President Obama's plan to launch a military strike against Syria because of its deadly use of chemical weapons signals a moment of both clarity and contradiction.
Mr. Obama came to office vowing that the United States would not act "unilaterally" and without United Nations support -- which is exactly what will happen if Congress approves U.S. military intervention next week. His promises to elevate diplomacy in U.S. foreign policy earned him the Nobel Peace Prize -- yet he has failed even to persuade Great Britain, America's most reliable ally, to help uphold an international moral norm banning the use of these weapons. The president who once advocated a foreign policy befitting Mother Teresa has turned instead to Machiavelli: A spasm of political realism has seized the White House, and not a moment too soon.
This year, in fact, marks the 500th anniversary of the publication of Machiavelli's The Prince, a work that speaks with special urgency in our own day. Europe's emerging nation-states of the 16th century were vying for influence over Italy's quarrelsome city-states. As a result, Machiavelli's world, his beloved Florence, was not so different from our own: There were wars and rumors of wars, assassinations, social unrest, and the collusion of unscrupulous rulers with corrupted religion.
Although scholars debate Machiavelli's true intentions, there can be little doubt that The Prince was an effort to help achieve political and social stability. This could only be accomplished, Machiavelli argued, through a style of statecraft that was unsentimental about human nature. "A man who wants to make a profession of goodness in everything," he wrote, "is bound to come to ruin among so many who are not good."

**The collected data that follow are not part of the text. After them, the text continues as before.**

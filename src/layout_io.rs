use crate::plate::Plate;
use crate::plate_format::PlateFormat;
use crate::units::{self, ConcentrationUnit};
use anyhow::{Context, Result};
use std::path::Path;

/// Serializes the grid as an ordered array of well objects, one per well in
/// grid order. Reloading this array through [`layout_from_json`]
/// reconstructs an identical grid.
pub fn layout_to_json(plate: &Plate) -> Result<String> {
    serde_json::to_string_pretty(plate.wells()).context("Could not serialize plate layout")
}

/// Parses and validates a well array produced by [`layout_to_json`] or by an
/// external collaborator (the same validation applies to both). The prior
/// grid is left untouched on failure.
pub fn layout_from_json(format: &PlateFormat, json: &str) -> Result<Plate> {
    let wells = serde_json::from_str(json).context("Could not parse plate layout JSON")?;
    Plate::from_wells(format, wells).map_err(anyhow::Error::msg)
}

pub fn save_layout(plate: &Plate, path: impl AsRef<Path>) -> Result<()> {
    let path = path.as_ref();
    let json = layout_to_json(plate)?;
    std::fs::write(path, json)
        .with_context(|| format!("Could not write layout file '{}'", path.display()))
}

pub fn load_layout(format: &PlateFormat, path: impl AsRef<Path>) -> Result<Plate> {
    let path = path.as_ref();
    let json = std::fs::read_to_string(path)
        .with_context(|| format!("Could not read layout file '{}'", path.display()))?;
    layout_from_json(format, &json)
}

/// Tabular export, one row per well in grid order, with concentrations
/// rendered in the requested display unit.
pub fn layout_to_csv(plate: &Plate, unit: ConcentrationUnit) -> Result<String> {
    let mut writer = csv::Writer::from_writer(vec![]);
    writer.write_record([
        "Well",
        "Compound",
        "Concentration",
        "MW (g/mol)",
        "Strain",
        "Control",
        "Replicate",
    ])?;
    for well in plate.wells() {
        let mw = if well.mw > 0.0 {
            format!("{}", well.mw)
        } else {
            String::new()
        };
        let replicate = if well.replicate_group > 0 {
            well.replicate_group.to_string()
        } else {
            String::new()
        };
        writer.write_record([
            well.id.as_str(),
            well.compound.as_str(),
            &units::format_concentration(well.concentration, well.mw, unit),
            &mw,
            well.strain.as_str(),
            &format!("{:?}", well.control_type),
            &replicate,
        ])?;
    }
    let bytes = writer.into_inner().context("Could not finish CSV output")?;
    String::from_utf8(bytes).context("CSV output was not valid UTF-8")
}
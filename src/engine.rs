use crate::checkerboard::{self, CheckerboardConfig, CheckerboardRequest};
use crate::dilution::{self, DilutionRequest};
use crate::history::PlateHistory;
use crate::plate::Plate;
use crate::plate_format::PlateFormat;
use crate::selection::{Selection, SelectionMode};
use crate::units::{self, ConcentrationUnit};
use crate::well::{Well, WellPatch};
use serde::{Deserialize, Serialize};
use std::{error::Error, fmt};

pub type WellId = String;
pub type OpId = String;

#[derive(Debug, Clone, Copy, Serialize, Deserialize)]
pub enum ErrorCode {
    InvalidInput,
    NotFound,
    Unsupported,
    Io,
    Internal,
}

#[derive(Debug, Clone, Serialize, Deserialize)]
pub struct EngineError {
    pub code: ErrorCode,
    pub message: String,
}

impl fmt::Display for EngineError {
    fn fmt(&self, f: &mut fmt::Formatter<'_>) -> fmt::Result {
        write!(f, "{:?}: {}", self.code, self.message)
    }
}

impl Error for EngineError {}

fn invalid_input(message: impl Into<String>) -> EngineError {
    EngineError {
        code: ErrorCode::InvalidInput,
        message: message.into(),
    }
}

/// Session state of one plate design: the versioned grid, the live
/// selection, and the config of the most recent checkerboard, if any.
/// The display unit is deliberately NOT part of this state; every operation
/// that parses or formats a concentration carries its unit explicitly.
#[derive(Debug, Clone, PartialEq, Serialize, Deserialize)]
pub struct ProjectState {
    pub format: PlateFormat,
    pub history: PlateHistory,
    pub selection: Selection,
    pub checkerboard: Option<CheckerboardConfig>,
}

impl Default for ProjectState {
    fn default() -> Self {
        let format = PlateFormat::plate_96();
        let history = PlateHistory::new(Plate::new(&format));
        Self {
            format,
            history,
            selection: Selection::default(),
            checkerboard: None,
        }
    }
}

/// A (well id, patch) pair for batch edits with distinct per-well patches.
#[derive(Debug, Clone, Serialize, Deserialize)]
pub struct WellUpdate {
    pub id: WellId,
    pub patch: WellPatch,
}

/// All grid and selection mutations, serializable for the CLI and external
/// callers. Concentration fields inside patches and requests are in the
/// operation's stated unit and converted to µM before anything is stored.
#[derive(Debug, Clone, Serialize, Deserialize)]
pub enum Operation {
    EditWell {
        id: WellId,
        patch: WellPatch,
        #[serde(default)]
        unit: ConcentrationUnit,
    },
    EditWells {
        ids: Vec<WellId>,
        patch: WellPatch,
        #[serde(default)]
        unit: ConcentrationUnit,
    },
    BatchEdit {
        updates: Vec<WellUpdate>,
        #[serde(default)]
        unit: ConcentrationUnit,
    },
    GenerateDilution {
        request: DilutionRequest,
    },
    GenerateCheckerboard {
        request: CheckerboardRequest,
    },
    ReplaceLayout {
        wells: Vec<Well>,
    },
    Undo,
    Redo,
    Select {
        id: WellId,
        mode: SelectionMode,
    },
    ClearSelection,
}

#[derive(Debug, Clone, Default, Serialize, Deserialize)]
pub struct OpResult {
    pub op_id: OpId,
    pub changed_wells: Vec<WellId>,
    pub warnings: Vec<String>,
    pub messages: Vec<String>,
    #[serde(default, skip_serializing_if = "Option::is_none")]
    pub protocol: Option<String>,
}

#[derive(Debug, Clone, Serialize, Deserialize)]
pub struct OperationRecord {
    pub op: Operation,
    pub result: OpResult,
}

#[derive(Debug, Clone, Serialize, Deserialize)]
pub struct Workflow {
    pub operations: Vec<Operation>,
}

#[derive(Debug, Clone, Serialize, Deserialize)]
pub struct Capabilities {
    pub protocol_version: String,
    pub supported_operations: Vec<String>,
    pub deterministic_operation_log: bool,
}

/// The one mutation surface for the whole model. Every edit derives a full
/// new plate from the current snapshot and commits it to the history store,
/// so undo/redo stay trivially correct and a failed operation never leaves
/// a partial grid behind.
#[derive(Debug, Clone, Default, Serialize, Deserialize)]
pub struct PlateEngine {
    state: ProjectState,
    journal: Vec<OperationRecord>,
    op_counter: u64,
}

A prince, especially an inexperienced one, must be ready to choose violence over mercy if violence is required to restore order, Machiavelli warned, or else the forces of barbarism will overwhelm him and his political regime: "He will be more merciful than those who, because of too much mercy, allow disorders to continue, from which spring killing and plundering, for these usually harm the whole community."

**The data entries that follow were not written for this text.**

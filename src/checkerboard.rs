use crate::dilution::serial_concentration;
use crate::plate::Plate;
use crate::plate_format::PlateFormat;
use crate::units::{self, ConcentrationUnit};
use crate::well::{CheckerboardSlot, ControlType, Well};
use serde::{Deserialize, Serialize};

pub const GROWTH_CONTROL_LABEL: &str = "Growth Control";

const DEFAULT_COLOR_A: &str = "#1d91c0";
const DEFAULT_COLOR_B: &str = "#e31a1c";

/// Derived description of a generated checkerboard, kept alongside the plate
/// so read-side interpretation (colors, per-drug reports) never has to be
/// reconstructed from free-text compound names. All concentrations in µM.
#[derive(Debug, Clone, PartialEq, Serialize, Deserialize)]
#[serde(rename_all = "camelCase")]
pub struct CheckerboardConfig {
    pub drug_a_name: String,
    pub drug_b_name: String,
    pub max_conc_a: f64,
    pub max_conc_b: f64,
    pub factor: f64,
    pub color_a: String,
    pub color_b: String,
    pub mw_a: f64,
    pub mw_b: f64,
}

impl CheckerboardConfig {
    pub fn combination_compound(&self) -> String {
        format!("{} + {}", self.drug_a_name, self.drug_b_name)
    }

    /// Drug B's concentration in a given column. Combination wells store
    /// only drug A's concentration; drug B's is derived from column
    /// position: highest in the last column, one dilution step per column
    /// moving left.
    pub fn conc_b_for_column(&self, col_index: usize, cols: usize) -> f64 {
        if col_index >= cols {
            return 0.0;
        }
        serial_concentration(self.max_conc_b, self.factor, cols - 1 - col_index)
    }
}

/// User input for the checkerboard generator. Concentrations are in the
/// per-drug display unit and converted to µM before layout.
#[derive(Debug, Clone, Serialize, Deserialize)]
#[serde(rename_all = "camelCase")]
pub struct CheckerboardRequest {
    pub drug_a: String,
    pub conc_a: f64,
    #[serde(default)]
    pub unit_a: ConcentrationUnit,
    #[serde(default)]
    pub mw_a: f64,
    pub drug_b: String,
    pub conc_b: f64,
    #[serde(default)]
    pub unit_b: ConcentrationUnit,
    #[serde(default)]
    pub mw_b: f64,
    pub factor: f64,
    #[serde(default = "default_color_a")]
    pub color_a: String,
    #[serde(default = "default_color_b")]
    pub color_b: String,
}

fn default_color_a() -> String {
    DEFAULT_COLOR_A.to_string()
}

fn default_color_b() -> String {
    DEFAULT_COLOR_B.to_string()
}
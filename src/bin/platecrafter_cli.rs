use platecrafter::engine::{Operation, PlateEngine, Workflow};
use platecrafter::layout_io;
use platecrafter::plate_format::PlateFormat;
use platecrafter::render_plate::export_plate_svg;
use platecrafter::units::ConcentrationUnit;
use platecrafter::well_color::Theme;
use platecrafter::{checkerboard, PLATE_96};
use serde::Serialize;
use std::{env, fs};

const DEFAULT_LAYOUT_PATH: &str = ".platecrafter_layout.json";

#[derive(Serialize)]
struct LayoutSummary {
    well_count: usize,
    assigned_wells: usize,
    max_concentration_um: f64,
    compounds: Vec<String>,
}

fn usage() {
    eprintln!(
        "Usage:\n  \
  platecrafter_cli --version\n  \
  platecrafter_cli [--layout PATH] capabilities\n  \
  platecrafter_cli [--layout PATH] op '<operation-json>'\n  \
  platecrafter_cli [--layout PATH] workflow '<workflow-json>'\n  \
  platecrafter_cli [--layout PATH] summary\n  \
  platecrafter_cli [--layout PATH] export-csv OUTPUT.csv molar|mass\n  \
  platecrafter_cli [--layout PATH] render-svg OUTPUT.svg [molar|mass] [light|dark|publication]\n  \
  platecrafter_cli protocol '<checkerboard-request-json>'\n\n  \
  Tip: pass @file.json instead of inline JSON"
    );
}

fn load_json_arg(value: &str) -> Result<String, String> {
    if let Some(path) = value.strip_prefix('@') {
        fs::read_to_string(path).map_err(|e| format!("Could not read JSON file '{path}': {e}"))
    } else {
        Ok(value.to_string())
    }
}

fn load_engine(format: &PlateFormat, path: &str) -> Result<PlateEngine, String> {
    if std::path::Path::new(path).exists() {
        let plate = layout_io::load_layout(format, path).map_err(|e| e.to_string())?;
        Ok(PlateEngine::from_plate(plate))
    } else {
        Ok(PlateEngine::new())
    }
}

fn save_engine(engine: &PlateEngine, path: &str) -> Result<(), String> {
    layout_io::save_layout(engine.plate(), path).map_err(|e| e.to_string())
}

fn print_json<T: Serialize>(value: &T) -> Result<(), String> {
    let text = serde_json::to_string_pretty(value)
        .map_err(|e| format!("Could not serialize JSON output: {e}"))?;
    println!("{text}");
    Ok(())
}

fn parse_global_layout_arg(args: &[String]) -> (String, usize) {
    if args.len() >= 3 && args[1] == "--layout" {
        return (args[2].clone(), 3);
    }
    (DEFAULT_LAYOUT_PATH.to_string(), 1)
}

fn parse_unit(value: &str) -> Result<ConcentrationUnit, String> {
    match value {
        "molar" => Ok(ConcentrationUnit::Molar),
        "mass" => Ok(ConcentrationUnit::Mass),
        other => Err(format!("Unknown unit '{other}', expected 'molar' or 'mass'")),
    }
}

fn parse_theme(value: &str) -> Result<Theme, String> {
    match value {
        "light" => Ok(Theme::Light),
        "dark" => Ok(Theme::Dark),
        "publication" => Ok(Theme::Publication),
        other => Err(format!(
            "Unknown theme '{other}', expected 'light', 'dark' or 'publication'"
        )),
    }
}

fn summarize_layout(engine: &PlateEngine) -> LayoutSummary {
    let mut compounds: Vec<String> = engine
        .plate()
        .wells()
        .iter()
        .filter(|w| !w.compound.is_empty())
        .map(|w| w.compound.clone())
        .collect();
    compounds.sort();
    compounds.dedup();

    LayoutSummary {
        well_count: engine.format().well_count(),
        assigned_wells: engine.plate().assigned_count(),
        max_concentration_um: engine.plate().max_concentration(),
        compounds,
    }
}

fn main() {
    if let Err(e) = run() {
        eprintln!("{e}");
        std::process::exit(1);
    }
}

fn run() -> Result<(), String> {
    let args: Vec<String> = env::args().collect();
    if args.len() <= 1 {
        usage();
        return Err("Missing command".to_string());
    }
    if args.iter().any(|a| a == "--version" || a == "-V") {
        println!("platecrafter v{}", env!("CARGO_PKG_VERSION"));
        return Ok(());
    }

    let (layout_path, cmd_idx) = parse_global_layout_arg(&args);
    if args.len() <= cmd_idx {
        usage();
        return Err("Missing command".to_string());
    }

    let command = &args[cmd_idx];

    match command.as_str() {
        "capabilities" => {
            print_json(&PlateEngine::capabilities())?;
            Ok(())
        }
        "summary" => {
            let engine = load_engine(&PLATE_96, &layout_path)?;
            print_json(&summarize_layout(&engine))
        }
        "export-csv" => {
            if args.len() <= cmd_idx + 2 {
                usage();
                return Err("export-csv requires: OUTPUT.csv molar|mass".to_string());
            }
            let output = &args[cmd_idx + 1];
            let unit = parse_unit(&args[cmd_idx + 2])?;
            let engine = load_engine(&PLATE_96, &layout_path)?;
            let csv = layout_io::layout_to_csv(engine.plate(), unit).map_err(|e| e.to_string())?;
            fs::write(output, csv)
                .map_err(|e| format!("Could not write CSV output '{output}': {e}"))?;
            println!("Wrote layout CSV to '{output}'");
            Ok(())
        }
        "render-svg" => {
            if args.len() <= cmd_idx + 1 {
                usage();
                return Err("render-svg requires: OUTPUT.svg [molar|mass] [light|dark|publication]"
                    .to_string());
            }
            let output = &args[cmd_idx + 1];
            let unit = match args.get(cmd_idx + 2) {
                Some(value) => parse_unit(value)?,
                None => ConcentrationUnit::Molar,
            };
            let theme = match args.get(cmd_idx + 3) {
                Some(value) => parse_theme(value)?,
                None => Theme::Light,
            };

            let engine = load_engine(&PLATE_96, &layout_path)?;
            let svg = export_plate_svg(
                engine.format(),
                engine.plate(),
                unit,
                theme,
                engine.checkerboard(),
            );
            fs::write(output, svg)
                .map_err(|e| format!("Could not write SVG output '{output}': {e}"))?;
            println!("Wrote plate SVG to '{output}'");
            Ok(())
        }
        "protocol" => {
            if args.len() <= cmd_idx + 1 {
                usage();
                return Err("Missing checkerboard request JSON".to_string());
            }
            let json = load_json_arg(&args[cmd_idx + 1])?;
            let request: checkerboard::CheckerboardRequest = serde_json::from_str(&json)
                .map_err(|e| format!("Invalid checkerboard request JSON: {e}"))?;
            println!("{}", checkerboard::generate_protocol(&request));
            Ok(())
        }
        "op" => {
            if args.len() <= cmd_idx + 1 {
                usage();
                return Err("Missing operation JSON".to_string());
            }
            let json = load_json_arg(&args[cmd_idx + 1])?;
            let op: Operation =
                serde_json::from_str(&json).map_err(|e| format!("Invalid operation JSON: {e}"))?;

            let mut engine = load_engine(&PLATE_96, &layout_path)?;
            let result = engine.apply(op).map_err(|e| e.to_string())?;
            save_engine(&engine, &layout_path)?;
            print_json(&result)
        }
        "workflow" => {
            if args.len() <= cmd_idx + 1 {
                usage();
                return Err("Missing workflow JSON".to_string());
            }
            let json = load_json_arg(&args[cmd_idx + 1])?;
            let workflow: Workflow =
                serde_json::from_str(&json).map_err(|e| format!("Invalid workflow JSON: {e}"))?;

            let mut engine = load_engine(&PLATE_96, &layout_path)?;
            let results = engine.apply_workflow(workflow).map_err(|e| e.to_string())?;
            save_engine(&engine, &layout_path)?;
            print_json(&results)
        }
        _ => {
            usage();
            Err(format!("Unknown command '{command}'"))
        }
    }
}
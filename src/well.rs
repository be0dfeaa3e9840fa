use serde::{Deserialize, Serialize};

/// A well's designated function in the assay, independent of its compound.
#[derive(Debug, Clone, Copy, PartialEq, Eq, Default, Serialize, Deserialize)]
pub enum ControlType {
    #[default]
    None,
    Positive,
    Negative,
    Blank,
}

impl ControlType {
    pub const ALL: [ControlType; 4] = [
        ControlType::None,
        ControlType::Positive,
        ControlType::Negative,
        ControlType::Blank,
    ];
}

/// Which role the checkerboard generator assigned a well. Stored explicitly
/// so read-side interpretation does not depend on matching free-text
/// compound names, which users may edit.
#[derive(Debug, Clone, Copy, PartialEq, Eq, Serialize, Deserialize)]
pub enum CheckerboardSlot {
    DrugA,
    DrugB,
    Combination,
}

/// One addressable position in the plate grid. `concentration` is always
/// stored in micromolar; mass-unit display values are derived on read and
/// converted back on write.
#[derive(Debug, Clone, PartialEq, Serialize, Deserialize)]
#[serde(rename_all = "camelCase")]
pub struct Well {
    pub id: String,
    pub compound: String,
    pub concentration: f64,
    /// Molecular weight in g/mol; 0 = unknown / not applicable.
    pub mw: f64,
    pub strain: String,
    pub control_type: ControlType,
    /// Non-negative replicate group, 0 = ungrouped.
    pub replicate_group: u32,
    #[serde(default, skip_serializing_if = "Option::is_none")]
    pub slot: Option<CheckerboardSlot>,
}

impl Well {
    pub fn empty(id: impl Into<String>) -> Self {
        Self {
            id: id.into(),
            compound: String::new(),
            concentration: 0.0,
            mw: 0.0,
            strain: String::new(),
            control_type: ControlType::None,
            replicate_group: 0,
            slot: None,
        }
    }

    pub fn is_assigned(&self) -> bool {
        !self.compound.is_empty()
            || self.concentration > 0.0
            || !self.strain.is_empty()
            || self.control_type != ControlType::None
            || self.replicate_group > 0
    }
}

/// A partial well update. `concentration`, when present, must already be in
/// micromolar; the engine converts display-unit input before applying.
#[derive(Debug, Clone, Default, PartialEq, Serialize, Deserialize)]
#[serde(rename_all = "camelCase", default)]
pub struct WellPatch {
    pub compound: Option<String>,
    pub concentration: Option<f64>,
    pub mw: Option<f64>,
    pub strain: Option<String>,
    pub control_type: Option<ControlType>,
    pub replicate_group: Option<u32>,
}

impl WellPatch {
    pub fn apply(&self, well: &mut Well) {
        if let Some(compound) = &self.compound {
            well.compound = compound.clone();
            // The compound name no longer matches what the generator wrote,
            // so any checkerboard slot assignment is stale.
            well.slot = None;
        }
        if let Some(concentration) = self.concentration {
            well.concentration = concentration;
        }
        if let Some(mw) = self.mw {
            well.mw = mw;
        }
        if let Some(strain) = &self.strain {
            well.strain = strain.clone();
        }
        if let Some(control_type) = self.control_type {
            well.control_type = control_type;
        }
        if let Some(replicate_group) = self.replicate_group {
            well.replicate_group = replicate_group;
        }
    }

    pub fn is_empty(&self) -> bool {
        *self == Self::default()
    }
}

Apply that principle to the crisis in Syria: Mr. Obama's feeble attempts to broker a peace agreement between the government and rebel forces -- despite the documented atrocities and chemical attacks against civilians -- have only emboldened the regime. What else explains Bashar al-Assad's breathtaking decision to launch this latest massive chemical weapons assault at the very moment that UN weapons inspectors were in Damascus?
A once-powerful diplomat who fell from grace, Machiavelli is viewed today as the ultimate political realist, the thinker who divorced politics from morality. Yet he saw firsthand how weak and naïve rulers succumbed to violent and ambitious men. He observed the pious pretenses of the Catholic clergy, who manipulated politicians to serve their own will to power. Europe's political leaders, despite their Christian heritage, had mostly turned their backs on civic virtue when The Prince went to press.
For Machiavelli, the good intentions of a statesman were not enough. As he liked to put it, "si guarda al fine" -- one looks at the outcome. It can be argued that what Machiavelli ultimately sought was a more just and stable society. Quite often, he believed, the only way to achieve it was through pragmatism, shrewdness, deception, and ruthlessness. This is probably what Machiavelli had in mind when he famously wrote that "it is much safer to be feared than to be loved if one of the two has to be lacking."
A fair judgment of Mr. Obama is that he has sought to be loved by the international community, even by nations that threaten the interests of the United States. From Moscow to Mesopotamia, that policy is in tatters.
Thus, the crisis in Syria -- a moral and religious crisis -- seems to have delivered a dose of realism. Repudiating the foreign policy promises that got him elected, Mr. Obama is prepared to go to war over the objections of the UN Security Council, without the majority support of the American people, without a NATO mandate, without an international coalition of any kind. Is he right to do so?
Machiavelli was keen to distance himself from those who had "imagined republics and principalities for themselves which have never been seen or known to exist in reality." Mr. Obama has spent much of his administration engaged in this brand of imaginative thinking -- hoping that international peace, security, and human rights could flourish without a demonstration of American military strength and leadership. Instead, he has strengthened the hand of our enemies and turned potential allies into cynics. "Obama is full of talk," Uma Hama, a wife and mother in the Syrian city of Homs told a reporter. "He's so weak and useless."
Mr. Obama's beatific vision has collided with the images of the bodies of children, scores of them, cold as stone, wrapped in sheets and lying side by side on the floor of a hospital outside Damascus. Perhaps it is time to give Machiavelli his due.
Joseph Loconte, PhD, is an associate professor of history at the King's College in New York City and the author of Gospel of Liberty: John Locke and the Struggle for Religious Freedom in the West (forthcoming).